Sheepishly, Grub asked if he wants to elaborate. After years of observing Appleman’s unapproachable and, okay, totally off-putting ways — like the time he looked so pissed off at his restaurant, the so-so Pulino’s, that it ruined our pizza (we’ll get to that) — we assumed the answer would be NO. And then it happened. “Yeah, of course, very cool, let’s talk,” he answered warmly, with a lightness to his being and a kindness to his eyes that was almost … alarming. “I’m just really happy,” he began, opening up about his life, his son, and his work with the introspection of a Buddhist, or a born-again, but certainly not a big-swinging-dick chef. But, wait. Suddenly he’s a beautiful person because of … burritos? YES.
Major life change isn’t new to Appleman, who spent the first quarter of his life as “obese” (250 pounds at five-foot-five) and now is known as a heartthrob to many Food Network fans. “Five years ago, I had a kid and didn’t want to be sitting on the couch all day, too fat to take him to the park. So I got rid of my TV, and I got up, and started running one block at a time. Literally, I was so fat, I could only run one block.” Today, a perfectly fit Appleman runs marathons. “My son is the reason I lost weight; he’s the reason I got a new job; he’s the reason I get up in the morning.”
His son’s health condition is also the reason Nate will “never ever regret” leaving Keith McNally’s Pulino’s, a job he deplored, and the first high-profile gig he took in New York (after wild success at A16 and SPQR in San Fransisco, winning him a James Beard and Best New Chef 2009). He resented Pulino’s for many reasons: “When my son was 2, he was diagnosed with Kawasaki Disease, and because of that he now has a heart condition … it’s easy to justify seventeen hours a day, telling yourself ‘Okay, my son will be there tomorrow,’ but when there’s a medical condition … you don’t know if tomorrow will come.” When things get a little heavy, an ultrapositive Nate smiles and says, “Sorry, I know that sounds messed up.”
Grub recalls him pouting around Pulino’s, and can’t help but ask Is that why you were such a jerk to everybody? “I hated my life during that time, at that restaurant. I wish everything was roses at Pulino’s. But it wasn’t.” New York Magazine once said that getting a job offer from Keith McNally was the equivalent of being asked to duet with Tony Bennett. But for Appleman, the McNally touch was toxic. “I was coming from California where it’s only about the food, not the scene,” he says. “Maybe it was the person I teamed up with when I opened the restaurant, and that’s just the crowd he draws, and that was my mistake. But it exposed me to something I did not like.”

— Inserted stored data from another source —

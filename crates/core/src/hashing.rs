//! Shared SHA-256 hex digest utility.

use sha2::{Digest, Sha256};

/// Compute a SHA-256 hex digest of the given bytes.
pub fn sha256_hex(data: &[u8]) -> String {
    let hash = Sha256::digest(data);
    format!("{hash:x}")
}
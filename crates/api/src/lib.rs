//! Folio render dispatcher server library.
//!
//! Exposes the building blocks (config, state, error handling, admission and
//! dispatch, routes, session infrastructure) so integration tests and the
//! binary entrypoint can both access them.

pub mod background;
pub mod config;
pub mod engine;
pub mod error;
pub mod middleware;
pub mod response;
pub mod router;
pub mod routes;
pub mod state;
pub mod storage;
pub mod ws;
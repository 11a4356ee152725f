#[derive(Debug, thiserror::Error)]
pub enum CoreError {
    #[error("Validation failed: {0}")]
    Validation(String),

    #[error("Unauthorized: {0}")]
    Unauthorized(String),

    #[error("Internal error: {0}")]
    Internal(String),
}
// ---------------------------------------------------------------------------
// Test: a storage failure fails the job as STORAGE_FAILED
// ---------------------------------------------------------------------------

#[tokio::test(start_paused = true)]
async fn storage_failure_is_bad_gateway() {
    let app = build_test_app();
    app.storage.fail.store(true, Ordering::SeqCst);

    let response =
        post_json(&app.router, "/api/v1/render", Some(FREE_KEY), html_job("<p>x</p>")).await;
    assert_eq!(response.status(), StatusCode::BAD_GATEWAY);

    let json = body_json(response).await;
    assert_eq!(json["code"], "STORAGE_FAILED");
    assert_eq!(json["retryable"], true);

    let record = app.ledger.current(&caller(1)).await.unwrap().unwrap();
    assert_eq!(record.used, 0);
}

// ---------------------------------------------------------------------------
// Test: GET /pools shows the caller's pool, bucket and usage
// ---------------------------------------------------------------------------

#[tokio::test(start_paused = true)]
async fn pools_overview_reflects_usage() {
    let app = build_test_app();

    let response = get(&app.router, "/api/v1/pools", Some(FREE_KEY)).await;
    assert_eq!(response.status(), StatusCode::OK);
    let json = body_json(response).await;
    assert_eq!(json["partition"], "caller-1");
    assert!(json["pool"].is_null());
    assert!(json["quota"].is_null());
    assert_eq!(json["rate_limit"]["remaining"], 20);

    let response =
        post_json(&app.router, "/api/v1/render", Some(FREE_KEY), html_job("<p>x</p>")).await;
    assert_eq!(response.status(), StatusCode::OK);

    let response = get(&app.router, "/api/v1/pools", Some(FREE_KEY)).await;
    assert_eq!(header(&response, "x-ratelimit-remaining"), "19");
    let json = body_json(response).await;
    assert_eq!(json["pool"]["max_size"], 4);
    assert_eq!(json["pool"]["counters"]["served"], 1);
    assert_eq!(json["quota"]["used"], 1);
    assert_eq!(json["quota"]["limit"], 100);
}
use axum::extract::State;
use axum::{routing::get, Json, Router};
use serde::Serialize;

use crate::state::AppState;

/// Health check response payload.
#[derive(Serialize)]
pub struct HealthResponse {
    /// Overall service status.
    pub status: &'static str,
    /// Crate version from Cargo.toml.
    pub version: &'static str,
    /// Whether the database is reachable. Absent when running without one.
    #[serde(skip_serializing_if = "Option::is_none")]
    pub db_healthy: Option<bool>,
    /// Live worker pools.
    pub pools: usize,
    /// Open sessions.
    pub sessions: usize,
}

/// GET /health -- returns service and database health.
async fn health_check(State(state): State<AppState>) -> Json<HealthResponse> {
    let db_healthy = match &state.db {
        Some(pool) => Some(folio_db::health_check(pool).await.is_ok()),
        None => None,
    };

    let status = if db_healthy == Some(false) {
        "degraded"
    } else {
        "ok"
    };

    Json(HealthResponse {
        status,
        version: env!("CARGO_PKG_VERSION"),
        db_healthy,
        pools: state.pools.pool_count().await,
        sessions: state.ws_manager.connection_count().await,
    })
}

/// Mount health check routes (intended for root-level, NOT under `/api/v1`).
pub fn router() -> Router<AppState> {
    Router::new().route("/health", get(health_check))
}
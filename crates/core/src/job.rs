//! Render job model and validation.
//!
//! A job carries either inline HTML or a URL to print, the page options, and
//! an opaque caller tag that is echoed back on the result.

use serde::{Deserialize, Serialize};
use uuid::Uuid;

use crate::error::CoreError;

// ---------------------------------------------------------------------------
// Constants
// ---------------------------------------------------------------------------

/// Largest inline HTML payload accepted (5 MiB).
pub const MAX_HTML_BYTES: usize = 5 * 1024 * 1024;

/// Longest URL accepted as a render source.
pub const MAX_URL_LEN: usize = 2048;

/// Margins above this many millimetres are almost certainly a unit mistake.
pub const MAX_MARGIN_MM: f32 = 100.0;

pub const MIN_SCALE: f32 = 0.1;
pub const MAX_SCALE: f32 = 2.0;

// ---------------------------------------------------------------------------
// Types
// ---------------------------------------------------------------------------

/// What to print.
#[derive(Debug, Clone, PartialEq, Serialize, Deserialize)]
#[serde(rename_all = "snake_case")]
pub enum RenderSource {
    Html(String),
    Url(String),
}

#[derive(Debug, Clone, Copy, PartialEq, Eq, Default, Serialize, Deserialize)]
pub enum PageFormat {
    A3,
    #[default]
    A4,
    A5,
    Letter,
    Legal,
    Tabloid,
}

impl PageFormat {
    /// CSS `@page size` keyword.
    pub fn css_size(self) -> &'static str {
        match self {
            Self::A3 => "A3",
            Self::A4 => "A4",
            Self::A5 => "A5",
            Self::Letter => "letter",
            Self::Legal => "legal",
            Self::Tabloid => "11in 17in",
        }
    }
}

/// Page margins in millimetres.
#[derive(Debug, Clone, Copy, PartialEq, Serialize, Deserialize)]
pub struct Margins {
    pub top: f32,
    pub right: f32,
    pub bottom: f32,
    pub left: f32,
}

impl Default for Margins {
    fn default() -> Self {
        Self {
            top: 10.0,
            right: 10.0,
            bottom: 10.0,
            left: 10.0,
        }
    }
}

#[derive(Debug, Clone, PartialEq, Serialize, Deserialize)]
#[serde(default)]
pub struct RenderOptions {
    pub format: PageFormat,
    pub landscape: bool,
    pub margins: Margins,
    pub print_background: bool,
    pub scale: f32,
}

impl Default for RenderOptions {
    fn default() -> Self {
        Self {
            format: PageFormat::A4,
            landscape: false,
            margins: Margins::default(),
            print_background: true,
            scale: 1.0,
        }
    }
}

impl RenderOptions {
    /// Stylesheet injected ahead of the document so the print engine honours
    /// the requested page geometry.
    pub fn page_css(&self) -> String {
        let orientation = if self.landscape { " landscape" } else { "" };
        let m = &self.margins;
        let mut css = format!(
            "@page {{ size: {}{orientation}; margin: {}mm {}mm {}mm {}mm; }}",
            self.format.css_size(),
            m.top,
            m.right,
            m.bottom,
            m.left
        );
        if self.print_background {
            css.push_str(" html { -webkit-print-color-adjust: exact; print-color-adjust: exact; }");
        }
        if (self.scale - 1.0).abs() > f32::EPSILON {
            css.push_str(&format!(" html {{ zoom: {}; }}", self.scale));
        }
        css
    }
}

/// One unit of work submitted by a caller.
#[derive(Debug, Clone, PartialEq, Serialize, Deserialize)]
pub struct RenderJob {
    #[serde(default = "Uuid::now_v7")]
    pub id: Uuid,
    #[serde(flatten)]
    pub source: RenderSource,
    #[serde(default)]
    pub options: RenderOptions,
    /// Opaque caller tag, echoed back on the result.
    #[serde(default, skip_serializing_if = "Option::is_none")]
    pub metadata: Option<serde_json::Value>,
}

impl RenderJob {
    pub fn html(html: impl Into<String>) -> Self {
        Self {
            id: Uuid::now_v7(),
            source: RenderSource::Html(html.into()),
            options: RenderOptions::default(),
            metadata: None,
        }
    }

    pub fn url(url: impl Into<String>) -> Self {
        Self {
            id: Uuid::now_v7(),
            source: RenderSource::Url(url.into()),
            options: RenderOptions::default(),
            metadata: None,
        }
    }

    /// Size of the payload in bytes, for logging.
    pub fn payload_len(&self) -> usize {
        match &self.source {
            RenderSource::Html(html) => html.len(),
            RenderSource::Url(url) => url.len(),
        }
    }

    /// HTML with the page stylesheet prepended, or `None` for URL sources.
    pub fn html_with_page_css(&self) -> Option<String> {
        match &self.source {
            RenderSource::Html(html) => Some(format!(
                "<style>{}</style>\n{html}",
                self.options.page_css()
            )),
            RenderSource::Url(_) => None,
        }
    }
}

// ---------------------------------------------------------------------------
// Validation
// ---------------------------------------------------------------------------

/// Validate a job before it reaches admission.
///
/// Rules:
/// - HTML must be non-empty and at most [`MAX_HTML_BYTES`].
/// - URLs must be `http` or `https` and at most [`MAX_URL_LEN`] characters.
/// - Margins must be finite and within `0..=MAX_MARGIN_MM`.
/// - Scale must be within `MIN_SCALE..=MAX_SCALE`.
pub fn validate_job(job: &RenderJob) -> Result<(), CoreError> {
    match &job.source {
        RenderSource::Html(html) => {
            if html.trim().is_empty() {
                return Err(CoreError::Validation("html must not be empty".into()));
            }
            if html.len() > MAX_HTML_BYTES {
                return Err(CoreError::Validation(format!(
                    "html exceeds {MAX_HTML_BYTES} bytes"
                )));
            }
        }
        RenderSource::Url(url) => {
            if url.len() > MAX_URL_LEN {
                return Err(CoreError::Validation(format!(
                    "url exceeds {MAX_URL_LEN} characters"
                )));
            }
            if !(url.starts_with("http://") || url.starts_with("https://")) {
                return Err(CoreError::Validation(
                    "url must use the http or https scheme".into(),
                ));
            }
        }
    }

    let m = &job.options.margins;
    for (side, value) in [
        ("top", m.top),
        ("right", m.right),
        ("bottom", m.bottom),
        ("left", m.left),
    ] {
        if !value.is_finite() || !(0.0..=MAX_MARGIN_MM).contains(&value) {
            return Err(CoreError::Validation(format!(
                "margin {side} must be between 0 and {MAX_MARGIN_MM} mm"
            )));
        }
    }

    let scale = job.options.scale;
    if !scale.is_finite() || !(MIN_SCALE..=MAX_SCALE).contains(&scale) {
        return Err(CoreError::Validation(format!(
            "scale must be between {MIN_SCALE} and {MAX_SCALE}"
        )));
    }

    Ok(())
}

// ---------------------------------------------------------------------------
// Tests
// ---------------------------------------------------------------------------

#[cfg(test)]
mod tests {
    use super::*;

    // -- Deserialization ---------------------------------------------------

    #[test]
    fn html_job_parses_with_defaults() {
        let job: RenderJob = serde_json::from_str(r#"{"html": "<p>hi</p>"}"#).unwrap();
        assert_eq!(job.source, RenderSource::Html("<p>hi</p>".into()));
        assert_eq!(job.options, RenderOptions::default());
        assert!(job.metadata.is_none());
    }

    #[test]
    fn url_job_parses_with_options_and_metadata() {
        let job: RenderJob = serde_json::from_str(
            r#"{
                "url": "https://example.com/invoice/7",
                "options": {"format": "Letter", "landscape": true},
                "metadata": {"invoice": 7}
            }"#,
        )
        .unwrap();
        assert_eq!(job.source, RenderSource::Url("https://example.com/invoice/7".into()));
        assert_eq!(job.options.format, PageFormat::Letter);
        assert!(job.options.landscape);
        assert_eq!(job.options.margins, Margins::default());
        assert_eq!(job.metadata.unwrap()["invoice"], 7);
    }

    #[test]
    fn explicit_id_is_kept() {
        let job: RenderJob = serde_json::from_str(
            r#"{"id": "0190a0c4-5a7e-7b1e-9c1e-3b6f2b9f1a00", "html": "x"}"#,
        )
        .unwrap();
        assert_eq!(job.id.to_string(), "0190a0c4-5a7e-7b1e-9c1e-3b6f2b9f1a00");
    }

    #[test]
    fn job_without_source_is_rejected() {
        assert!(serde_json::from_str::<RenderJob>(r#"{"options": {}}"#).is_err());
    }

    // -- Validation --------------------------------------------------------

    #[test]
    fn valid_job_passes() {
        assert!(validate_job(&RenderJob::html("<h1>Report</h1>")).is_ok());
        assert!(validate_job(&RenderJob::url("https://example.com")).is_ok());
    }

    #[test]
    fn empty_html_rejected() {
        assert!(validate_job(&RenderJob::html("   ")).is_err());
    }

    #[test]
    fn oversize_html_rejected() {
        let job = RenderJob::html("a".repeat(MAX_HTML_BYTES + 1));
        assert!(validate_job(&job).is_err());
    }

    #[test]
    fn non_http_url_rejected() {
        assert!(validate_job(&RenderJob::url("file:///etc/passwd")).is_err());
    }

    #[test]
    fn negative_margin_rejected() {
        let mut job = RenderJob::html("<p>x</p>");
        job.options.margins.left = -1.0;
        assert!(validate_job(&job).is_err());
    }

    #[test]
    fn out_of_range_scale_rejected() {
        let mut job = RenderJob::html("<p>x</p>");
        job.options.scale = 3.0;
        assert!(validate_job(&job).is_err());
        job.options.scale = f32::NAN;
        assert!(validate_job(&job).is_err());
    }

    // -- Page CSS ----------------------------------------------------------

    #[test]
    fn page_css_includes_size_orientation_and_margins() {
        let options = RenderOptions {
            format: PageFormat::Letter,
            landscape: true,
            margins: Margins {
                top: 5.0,
                right: 6.0,
                bottom: 7.0,
                left: 8.0,
            },
            print_background: false,
            scale: 1.0,
        };
        assert_eq!(
            options.page_css(),
            "@page { size: letter landscape; margin: 5mm 6mm 7mm 8mm; }"
        );
    }

    #[test]
    fn page_css_adds_background_and_zoom() {
        let options = RenderOptions {
            scale: 0.5,
            ..RenderOptions::default()
        };
        let css = options.page_css();
        assert!(css.contains("print-color-adjust: exact"));
        assert!(css.contains("zoom: 0.5"));
    }

    #[test]
    fn url_jobs_have_no_inline_html() {
        assert!(RenderJob::url("https://example.com").html_with_page_css().is_none());
        let html = RenderJob::html("<p>x</p>").html_with_page_css().unwrap();
        assert!(html.starts_with("<style>@page"));
        assert!(html.ends_with("<p>x</p>"));
    }
}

Part of that unpleasantness entailed, of course, the gossip, the judgements, the un-fun stuff for a private person. Appleman certainly felt that when news broke that he was “leaving the restaurant business” for a corporate gig at Chipotle. “I’m sure at one point I would have bashed the person that did what I did, too. But it made sense for me.”
With that, Appleman enthusiastically explained his “lofty goals” for Chipotle and ShopHouse, which include “making really huge changes in the chicken this country eats.” He refers to Steve Ells as a “genius,” and an “iconoclast,” asserting that “some time in our lives he will be looked at like Steve Jobs is looked at, in the food world.” To some chef who recently tweeted “Fuck Chipotle and their bullshit sustainability claims,” Nate playfully raises his hands in the air and hollers, “Ahhh! It’s not bullshit! This is what we do and we live by it. Food first on everything. Everything!”
These days, Nate has no desire to change a thing. “I want to stay at Chipotle forever.” There is no part of him that misses the intoxication of the restaurant world. “In my twenties, I won awards and achieved goals. That gave me comfort and clarity, and I was like ‘I’m good now.’”
“Part of me feels bad because I’m so happy. I was at State Bird Provisions in San Fransisco yesterday, probably the coolest restaurant I’ve been to in a long time, and I was talking to them; they have a 1 1/2 year old. I felt bad telling them how much time I spend with my kid. Here they are working so hard, trying their best, with a kid … I mean, everybody has their own path. This is mine.”